Jesus walks right through those doors anyway. Twice. First, when he came to the disciples at the time when Thomas was gone. And then again when Thomas was there. Jesus came to the disciples and to Thomas, just as he comes to us, even if the door is locked.
But I wonder why Thomas wasn’t there the first time. Perhaps he was out, risking his life doing the Lord’s work, less afraid than the others, not staying cowering in that room even though he faced the same dangers.
And it isn’t too big a stretch to believe that Jesus knew Thomas wasn’t there before his first appearance to the disciples. Jesus could have waited, certainly, until Thomas returned from whatever it was he was doing.
The fact that Jesus came anyway raises an interesting possibility.
Perhaps Jesus’ second appearance wasn’t simply for Thomas alone, but was a reiteration of the risen truth, a re-appearance also for the other disciples who, despite their first resurrection encounter with Jesus, remained behind those closed doors.
But Thomas and the other doubting disciples weren’t the sole beneficiaries of that second appearance through those closed doors.
Perhaps that second appearance was also very much, in fact, for us.
Thomas was called the Twin. Might we not be, from time to time, the twin of Doubting Thomas? Despite our faith, there may be times when we also yearn for some tangible sign. Some literal encounter with the risen Christ that will free us of all doubt (but also deprive us of faith).

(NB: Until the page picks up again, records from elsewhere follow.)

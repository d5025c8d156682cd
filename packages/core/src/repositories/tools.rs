//! Tool registry.

use crate::db::StoreAdapter;
use crate::models::{
    collections, Document, Filter, Query, QueryOptions, SortOrder, Update, ValidationError,
};
use crate::repositories::base::{RecordPolicy, Repository, WriteOperation};
use crate::repositories::error::RepositoryResult;
use serde_json::Value;
use std::ops::Deref;
use std::sync::Arc;

struct ToolPolicy;

impl RecordPolicy for ToolPolicy {
    fn required_fields(&self) -> &'static [&'static str] {
        &["name"]
    }

    fn validate(&self, data: &Document, _op: WriteOperation) -> Result<(), ValidationError> {
        if let Some(name) = data.get("name").and_then(Value::as_str) {
            let valid = name
                .trim()
                .chars()
                .all(|c| c.is_ascii_alphanumeric() || c == '_' || c == '-');
            if !valid {
                return Err(ValidationError::invalid(
                    "name",
                    "only letters, digits, '_' and '-' are allowed",
                ));
            }
        }
        if let Some(parameters) = data.get("parameters") {
            if !(parameters.is_object() || parameters.is_null()) {
                return Err(ValidationError::invalid("parameters", "must be a JSON object"));
            }
        }
        Ok(())
    }

    fn normalize(&self, data: &mut Document) {
        if let Some(Value::String(name)) = data.get_mut("name") {
            *name = name.trim().to_string();
        }
    }
}

#[derive(Clone, Debug)]
pub struct ToolRepository {
    repo: Repository,
}

impl Deref for ToolRepository {
    type Target = Repository;

    fn deref(&self) -> &Repository {
        &self.repo
    }
}

impl ToolRepository {
    pub fn new(store: Arc<dyn StoreAdapter>) -> Self {
        Self {
            repo: Repository::new(collections::TOOLS, store).with_policy(ToolPolicy),
        }
    }

    pub async fn find_by_name(&self, name: &str) -> RepositoryResult<Option<Document>> {
        self.find_one(&Query::new().eq("name", name.trim()), &QueryOptions::new())
            .await
    }

    pub async fn find_enabled(&self) -> RepositoryResult<Vec<Document>> {
        self.find_many(
            &Query::new().filter("isEnabled", Filter::Ne(Value::Bool(false))),
            &QueryOptions::new().sort_by("name", SortOrder::Asc),
        )
        .await
    }

    pub async fn find_by_category(&self, category: &str) -> RepositoryResult<Vec<Document>> {
        self.find_many(
            &Query::new().eq("category", category),
            &QueryOptions::new().sort_by("name", SortOrder::Asc),
        )
        .await
    }

    pub async fn set_enabled(&self, id: &str, enabled: bool) -> RepositoryResult<Option<Document>> {
        self.update_by_id(id, &Update::new().set("isEnabled", enabled))
            .await
    }
}

#[cfg(test)]
mod tests {
    use super::*;
    use crate::db::{SurrealConfig, SurrealStore};
    use crate::models::{doc, document_id};
    use serde_json::json;

    #[tokio::test]
    async fn test_enabled_tools_by_category() -> anyhow::Result<()> {
        let store = SurrealStore::new(SurrealConfig::memory());
        store.connect().await?;
        let tools = ToolRepository::new(Arc::new(store));

        let search = tools
            .create(doc(json!({
                "name": "web_search",
                "category": "web",
                "parameters": {"query": "string"}
            })))
            .await?;
        tools
            .create(doc(json!({"name": "calculator", "category": "math"})))
            .await?;

        assert_eq!(tools.find_by_category("web").await?.len(), 1);
        assert_eq!(tools.find_enabled().await?.len(), 2);

        tools
            .set_enabled(&document_id(&search).expect("id"), false)
            .await?;
        let enabled = tools.find_enabled().await?;
        assert_eq!(enabled.len(), 1);
        assert_eq!(enabled[0]["name"], json!("calculator"));

        assert!(tools.create(doc(json!({"name": "two words"}))).await.is_err());
        let duplicate = tools
            .create(doc(json!({"name": "calculator"})))
            .await
            .unwrap_err();
        assert!(duplicate.is_conflict());
        Ok(())
    }
}
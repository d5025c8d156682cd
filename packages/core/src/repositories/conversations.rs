//! Conversations: chat threads owned by a user.

use crate::db::StoreAdapter;
use crate::models::{
    collections, now_timestamp, Document, Filter, PageRequest, Paginated, Query, QueryOptions,
    SortOrder, Update,
};
use crate::repositories::base::{filter_eq, RecordPolicy, Repository};
use crate::repositories::error::RepositoryResult;
use crate::search::{SearchIndexer, SearchOptions};
use serde_json::{json, Value};
use std::ops::Deref;
use std::sync::Arc;

struct ConversationPolicy;

impl RecordPolicy for ConversationPolicy {
    fn required_fields(&self) -> &'static [&'static str] {
        &["userId"]
    }

    fn normalize(&self, data: &mut Document) {
        if let Some(Value::String(title)) = data.get_mut("title") {
            *title = title.trim().to_string();
        }
    }

    /// Records written without counters (document backend) read as fresh threads
    fn after_load(&self, mut doc: Document) -> Document {
        doc.entry("messageCount").or_insert_with(|| json!(0));
        doc.entry("isArchived").or_insert(Value::Bool(false));
        doc
    }

    fn search_fields(&self) -> &'static [&'static str] {
        &["title"]
    }
}

#[derive(Clone, Debug)]
pub struct ConversationRepository {
    repo: Repository,
}

impl Deref for ConversationRepository {
    type Target = Repository;

    fn deref(&self) -> &Repository {
        &self.repo
    }
}

impl ConversationRepository {
    pub fn new(store: Arc<dyn StoreAdapter>, indexer: SearchIndexer) -> Self {
        Self {
            repo: Repository::new(collections::CONVERSATIONS, store)
                .with_policy(ConversationPolicy)
                .with_indexer(indexer),
        }
    }

    /// A user's conversations, most recently updated first
    pub async fn find_by_user(
        &self,
        user_id: &str,
        include_archived: bool,
        page: &PageRequest,
    ) -> RepositoryResult<Paginated<Document>> {
        let mut query = Query::new().eq("userId", user_id);
        if !include_archived {
            query = query.filter("isArchived", Filter::Ne(Value::Bool(true)));
        }
        let mut page = page.clone();
        if page.sort.is_empty() {
            page = page.sort_by("updatedAt", SortOrder::Desc);
        }
        self.paginate(&query, &page).await
    }

    pub async fn archive(&self, id: &str, archived: bool) -> RepositoryResult<Option<Document>> {
        self.update_by_id(id, &Update::new().set("isArchived", archived))
            .await
    }

    /// Bump the message counter and last-activity time
    pub async fn increment_message_count(&self, id: &str) -> RepositoryResult<Option<Document>> {
        self.update_by_id(
            id,
            &Update::new()
                .inc("messageCount", 1)
                .set("lastMessageAt", now_timestamp()),
        )
        .await
    }

    /// Title search within a user's conversations
    ///
    /// Uses the search engine when available, otherwise a case-insensitive
    /// substring match on the title.
    pub async fn search(
        &self,
        user_id: &str,
        text: &str,
        limit: u64,
    ) -> RepositoryResult<Vec<Document>> {
        let options = SearchOptions::default()
            .limit(limit)
            .filter(filter_eq("userId", user_id));
        if let Some(found) = self.search_index(text, &options).await {
            return Ok(found);
        }

        let query = Query::new()
            .eq("userId", user_id)
            .filter("title", Filter::contains_ci(text));
        self.find_many(
            &query,
            &QueryOptions::new()
                .sort_by("updatedAt", SortOrder::Desc)
                .limit(limit),
        )
        .await
    }
}
//! Login sessions, keyed by their token.

use crate::db::StoreAdapter;
use crate::models::{
    collections, format_timestamp, now_timestamp, Document, Filter, Query, QueryOptions, SortOrder,
    Update, ID_FIELD,
};
use crate::repositories::base::{RecordPolicy, Repository};
use crate::repositories::error::RepositoryResult;
use chrono::{Duration, Utc};
use serde_json::Value;
use std::ops::Deref;
use std::sync::Arc;
use uuid::Uuid;

struct SessionPolicy;

impl RecordPolicy for SessionPolicy {
    fn required_fields(&self) -> &'static [&'static str] {
        &["userId", "expiresAt"]
    }
}

#[derive(Clone, Debug)]
pub struct SessionRepository {
    repo: Repository,
}

impl Deref for SessionRepository {
    type Target = Repository;

    fn deref(&self) -> &Repository {
        &self.repo
    }
}

impl SessionRepository {
    pub fn new(store: Arc<dyn StoreAdapter>) -> Self {
        Self {
            repo: Repository::new(collections::SESSIONS, store).with_policy(SessionPolicy),
        }
    }

    /// Open a session for `user_id` that expires after `ttl`
    pub async fn create_session(
        &self,
        user_id: &str,
        ttl: Duration,
        data: Option<Value>,
    ) -> RepositoryResult<Document> {
        let mut session = Document::new();
        session.insert(
            ID_FIELD.to_string(),
            Value::String(Uuid::new_v4().simple().to_string()),
        );
        session.insert("userId".to_string(), Value::String(user_id.to_string()));
        session.insert(
            "expiresAt".to_string(),
            Value::String(format_timestamp(Utc::now() + ttl)),
        );
        if let Some(data) = data {
            session.insert("data".to_string(), data);
        }
        self.create(session).await
    }

    /// The session for `token`, unless it has expired
    pub async fn find_valid(&self, token: &str) -> RepositoryResult<Option<Document>> {
        let query = Query::by_id(token)
            .filter("expiresAt", Filter::Gt(Value::String(now_timestamp())));
        self.find_one(&query, &QueryOptions::new()).await
    }

    /// Push the expiry of a live session `ttl` into the future
    pub async fn extend(&self, token: &str, ttl: Duration) -> RepositoryResult<Option<Document>> {
        if self.find_valid(token).await?.is_none() {
            return Ok(None);
        }
        self.update_by_id(
            token,
            &Update::new().set("expiresAt", format_timestamp(Utc::now() + ttl)),
        )
        .await
    }

    pub async fn find_by_user(&self, user_id: &str) -> RepositoryResult<Vec<Document>> {
        self.find_many(
            &Query::new()
                .eq("userId", user_id)
                .filter("expiresAt", Filter::Gt(Value::String(now_timestamp()))),
            &QueryOptions::new().sort_by("createdAt", SortOrder::Desc),
        )
        .await
    }

    pub async fn delete_expired(&self) -> RepositoryResult<u64> {
        let deleted = self
            .delete_many(
                &Query::new().filter("expiresAt", Filter::Lte(Value::String(now_timestamp()))),
            )
            .await?;
        if deleted > 0 {
            tracing::info!(deleted, "purged expired sessions");
        }
        Ok(deleted)
    }

    /// Log a user out everywhere
    pub async fn delete_for_user(&self, user_id: &str) -> RepositoryResult<u64> {
        self.delete_many(&Query::new().eq("userId", user_id)).await
    }
}

#[cfg(test)]
mod tests {
    use super::*;
    use crate::db::{LibsqlConfig, LibsqlStore};
    use crate::models::document_id;
    use serde_json::json;

    async fn sessions() -> anyhow::Result<SessionRepository> {
        let store = LibsqlStore::new(LibsqlConfig::in_memory())?;
        store.connect().await?;
        Ok(SessionRepository::new(Arc::new(store)))
    }

    #[tokio::test]
    async fn test_session_token_is_identifier() -> anyhow::Result<()> {
        let sessions = sessions().await?;
        let session = sessions
            .create_session("u1", Duration::hours(1), Some(json!({"ip": "127.0.0.1"})))
            .await?;
        let token = document_id(&session).expect("token");
        assert_eq!(token.len(), 32);

        let found = sessions.find_valid(&token).await?.expect("valid");
        assert_eq!(found["data"]["ip"], json!("127.0.0.1"));
        assert!(sessions.extend(&token, Duration::hours(2)).await?.is_some());
        assert!(sessions.find_valid("missing").await?.is_none());
        Ok(())
    }

    #[tokio::test]
    async fn test_expired_sessions_are_invalid_and_purged() -> anyhow::Result<()> {
        let sessions = sessions().await?;
        let stale = sessions
            .create_session("u1", Duration::seconds(-60), None)
            .await?;
        sessions
            .create_session("u1", Duration::hours(1), None)
            .await?;
        sessions
            .create_session("u2", Duration::hours(1), None)
            .await?;

        let stale_token = document_id(&stale).expect("token");
        assert!(sessions.find_valid(&stale_token).await?.is_none());
        assert!(sessions.extend(&stale_token, Duration::hours(1)).await?.is_none());
        assert_eq!(sessions.find_by_user("u1").await?.len(), 1);

        assert_eq!(sessions.delete_expired().await?, 1);
        assert_eq!(sessions.delete_for_user("u1").await?, 1);
        assert_eq!(sessions.count(&Query::new()).await?, 1);
        Ok(())
    }
}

But, human nature being what it is, even if that were to happen many of us would find it hard to believe our eyes. We might doubt our own senses. If not immediately, then some day. How could that really have happened, we’d ask ourselves? And, soon enough, we might be doubters again, just like the disciples, for whom one appearance of the risen Lord wasn’t enough.
Our doors shut.
And our doors locked.
Yes, the more I contemplate this Gospel lesson the more I believe that the second appearance of Jesus was just as much for us as it was for Thomas. It gave Jesus a chance to make this point:
“Have you believed because you have seen me? Blessed are those who have not seen and yet have come to believe,” he tells Thomas, but also every other disciple in that room.
And “those” whom Jesus counts as especially “blessed” are you and me. Each one of us has come to believe, even though we have not seen the Lord.
Thanks to Doubting Thomas and his doubting colleagues, then, we receive a blessing directly from Jesus, right there in the Gospel of John.
A blessing that no door can stop, even if we shut and lock it ourselves.

3 thoughts on “Not Seeing Is Believing

  1. Another enriching insight, thank you. In one sense actuall believing is seeing as the Holy Spirit opens the eyes of our intellect and emotions. Without believing first it may be impossible to actually see with eyes and understanding. I’ve always chuckled inwardly that the feast of St Thomas is the Winter Solstice: the shortest daylight day of the year.